§ **TASK INSTRUCTIONS**: Scan the lines below; pull out those with "responses".

Saved entries
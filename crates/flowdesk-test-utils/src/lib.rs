//! Fakes for the collaborator traits, plus canned flows.
//!
//! Nothing here touches the network or the real clock.

pub mod fakes;
pub mod fixtures;

pub use fakes::{FailingScript, FixedClock, ScriptedHttp, StaticCatalogue, StaticDirectory};
pub use fixtures::{temp_file, vip_flow_json};
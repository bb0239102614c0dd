use serde::{Deserialize, Serialize};

/// Comparison operator of a condition rule.
#[derive(Debug, Clone, Copy, PartialEq, Eq, Serialize, Deserialize)]
pub enum Operator {
    #[serde(rename = "==")]
    Eq,
    #[serde(rename = "!=")]
    Ne,
    #[serde(rename = ">")]
    Gt,
    #[serde(rename = "<")]
    Lt,
}

impl std::fmt::Display for Operator {
    fn fmt(&self, f: &mut std::fmt::Formatter<'_>) -> std::fmt::Result {
        let s = match self {
            Operator::Eq => "==",
            Operator::Ne => "!=",
            Operator::Gt => ">",
            Operator::Lt => "<",
        };
        f.write_str(s)
    }
}

/// Parse a finite number, tolerating surrounding whitespace.
fn as_number(s: &str) -> Option<f64> {
    s.trim().parse::<f64>().ok().filter(|n| n.is_finite())
}

/// Compare a variable value against a literal.
///
/// Both sides are compared numerically when both parse as numbers, otherwise
/// as strings. Ordering operators on non-numeric operands are always false.
pub fn matches(value: &str, op: Operator, literal: &str) -> bool {
    match (as_number(value), as_number(literal)) {
        (Some(a), Some(b)) => match op {
            Operator::Eq => a == b,
            Operator::Ne => a != b,
            Operator::Gt => a > b,
            Operator::Lt => a < b,
        },
        _ => match op {
            Operator::Eq => value == literal,
            Operator::Ne => value != literal,
            Operator::Gt | Operator::Lt => false,
        },
    }
}

#[cfg(test)]
mod tests {
    use super::*;

    #[test]
    fn test_numeric_ordering() {
        assert!(matches("10", Operator::Gt, "5"));
        assert!(!matches("10", Operator::Lt, "5"));
        assert!(matches("2.5", Operator::Lt, "3"));
        assert!(matches(" 7 ", Operator::Gt, "6"));
    }

    #[test]
    fn test_non_numeric_ordering_is_false() {
        assert!(!matches("abc", Operator::Gt, "5"));
        assert!(!matches("abc", Operator::Lt, "5"));
        assert!(!matches("b", Operator::Gt, "a"));
    }

    #[test]
    fn test_string_equality() {
        assert!(matches("VIP", Operator::Eq, "VIP"));
        assert!(!matches("vip", Operator::Eq, "VIP"));
        assert!(matches("outro", Operator::Ne, "VIP"));
    }

    #[test]
    fn test_numeric_equality_ignores_formatting() {
        assert!(matches("1.0", Operator::Eq, "1"));
        assert!(!matches("1.0", Operator::Ne, "1"));
        // mixed: one side numeric, other not -> string semantics
        assert!(matches("1", Operator::Ne, "one"));
    }

    #[test]
    fn test_non_finite_is_not_numeric() {
        assert!(!matches("inf", Operator::Gt, "5"));
        assert!(matches("NaN", Operator::Eq, "NaN"));
    }

    #[test]
    fn test_operator_serde() {
        let op: Operator = serde_json::from_str("\"!=\"").unwrap();
        assert_eq!(op, Operator::Ne);
        assert_eq!(serde_json::to_string(&Operator::Gt).unwrap(), "\">\"");
        assert!(serde_json::from_str::<Operator>("\">=\"").is_err());
    }
}
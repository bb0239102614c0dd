use std::collections::{HashMap, HashSet};
use std::sync::Mutex;

use chrono::{DateTime, Utc};
use futures::future::BoxFuture;

use flowdesk_core::catalogue::{ScheduleGroup, Template};
use flowdesk_core::error::{FlowdeskError, Result};
use flowdesk_core::traits::{
    Clock, HttpFetch, HttpResponse, QueueDirectory, ScheduleCatalogue, ScriptEval,
    TemplateCatalogue,
};
use flowdesk_core::types::{Operator, OperatorRole};

/// A clock that only moves when told to.
pub struct FixedClock {
    now: Mutex<DateTime<Utc>>,
}

impl FixedClock {
    pub fn at(now: DateTime<Utc>) -> Self {
        Self {
            now: Mutex::new(now),
        }
    }

    pub fn set(&self, now: DateTime<Utc>) {
        *self.now.lock().unwrap() = now;
    }
}

impl Clock for FixedClock {
    fn now(&self) -> DateTime<Utc> {
        *self.now.lock().unwrap()
    }
}

/// HTTP fake answering from a fixed table. Unknown URLs fail like a
/// connection error. Every requested URL is recorded.
#[derive(Default)]
pub struct ScriptedHttp {
    responses: HashMap<String, HttpResponse>,
    calls: Mutex<Vec<String>>,
}

impl ScriptedHttp {
    pub fn new() -> Self {
        Self::default()
    }

    pub fn respond(mut self, url: &str, status: u16, body: &str) -> Self {
        self.responses
            .insert(url.to_string(), HttpResponse::new(status, body));
        self
    }

    pub fn calls(&self) -> Vec<String> {
        self.calls.lock().unwrap().clone()
    }
}

impl HttpFetch for ScriptedHttp {
    fn get(&self, url: String) -> BoxFuture<'_, Result<HttpResponse>> {
        Box::pin(async move {
            self.calls.lock().unwrap().push(url.clone());
            self.responses
                .get(&url)
                .cloned()
                .ok_or_else(|| FlowdeskError::Http(format!("connection refused: {}", url)))
        })
    }
}

/// Script evaluator that always fails.
pub struct FailingScript;

impl ScriptEval for FailingScript {
    fn run(
        &self,
        _variables: HashMap<String, String>,
        _script: String,
    ) -> BoxFuture<'_, Result<HashMap<String, String>>> {
        Box::pin(async { Err(FlowdeskError::Script("evaluator unavailable".into())) })
    }
}

/// Operator directory over a fixed roster. Heartbeats mark operators online
/// until the end of the test.
#[derive(Default)]
pub struct StaticDirectory {
    operators: Vec<Operator>,
    online: Mutex<HashSet<String>>,
}

impl StaticDirectory {
    pub fn new(operators: Vec<Operator>) -> Self {
        Self {
            operators,
            online: Mutex::new(HashSet::new()),
        }
    }
}

impl QueueDirectory for StaticDirectory {
    fn has_eligible_operator(&self, queue: &str) -> BoxFuture<'_, Result<bool>> {
        let found = self
            .operators
            .iter()
            .any(|op| op.role == OperatorRole::Agent && op.serves(queue));
        Box::pin(async move { Ok(found) })
    }

    fn operators(&self) -> Vec<Operator> {
        self.operators.clone()
    }

    fn heartbeat(&self, operator_id: &str) {
        self.online.lock().unwrap().insert(operator_id.to_string());
    }

    fn is_online(&self, operator_id: &str) -> bool {
        self.online.lock().unwrap().contains(operator_id)
    }
}

/// Schedules and templates held in maps.
#[derive(Default, Clone)]
pub struct StaticCatalogue {
    schedules: HashMap<String, ScheduleGroup>,
    templates: HashMap<String, Template>,
}

impl StaticCatalogue {
    pub fn with_schedule(mut self, group: ScheduleGroup) -> Self {
        self.schedules.insert(group.id.clone(), group);
        self
    }

    pub fn with_template(mut self, template: Template) -> Self {
        self.templates.insert(template.id.clone(), template);
        self
    }
}

impl ScheduleCatalogue for StaticCatalogue {
    fn get(&self, id: &str) -> Option<ScheduleGroup> {
        self.schedules.get(id).cloned()
    }
}

impl TemplateCatalogue for StaticCatalogue {
    fn get(&self, id: &str) -> Option<Template> {
        self.templates.get(id).cloned()
    }
}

§ **RESPONSE**:
    responses: HashMap<String, HttpResponse>,
        self.responses
            self.responses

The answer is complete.